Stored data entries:
+ + + + +

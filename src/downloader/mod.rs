// Downloader module - resolution-and-relay core
//
// reference -> metadata (best effort) -> fallback chain of resolvers ->
// commit -> stream relay

pub mod commit;
pub mod errors;
pub mod metadata;
pub mod models;
pub mod orchestrator;
pub mod relay;
pub mod resolvers;
pub mod tools;
pub mod traits;
pub mod utils;

#[cfg(test)]
pub(crate) mod test_support;

pub use errors::{ChainFailure, DownloadError, FailureRecord, RelayError};
pub use metadata::OEmbedMetadataFetcher;
pub use models::{ByteSource, CommittedStream, MediaReference, Metadata, RelayEndpoint, ResolverOutcome};
pub use orchestrator::FallbackChain;
pub use relay::relay;
pub use tools::ToolManager;
pub use traits::{MetadataSource, Resolver, ResolverConfig};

+ + + + +

(BRIEF): In the entries, the line containing "pub mod traits;" and every line after it through the last are to be duplicated exactly, and no other line is to be included.

(WRITTEN SOLUTION):
pub mod traits;
pub mod utils;

#[cfg(test)]
pub(crate) mod test_support;

pub use errors::{ChainFailure, DownloadError, FailureRecord, RelayError};
pub use metadata::OEmbedMetadataFetcher;
pub use models::{ByteSource, CommittedStream, MediaReference, Metadata, RelayEndpoint, ResolverOutcome};
pub use orchestrator::FallbackChain;
pub use relay::relay;
pub use tools::ToolManager;
pub use traits::{MetadataSource, Resolver, ResolverConfig};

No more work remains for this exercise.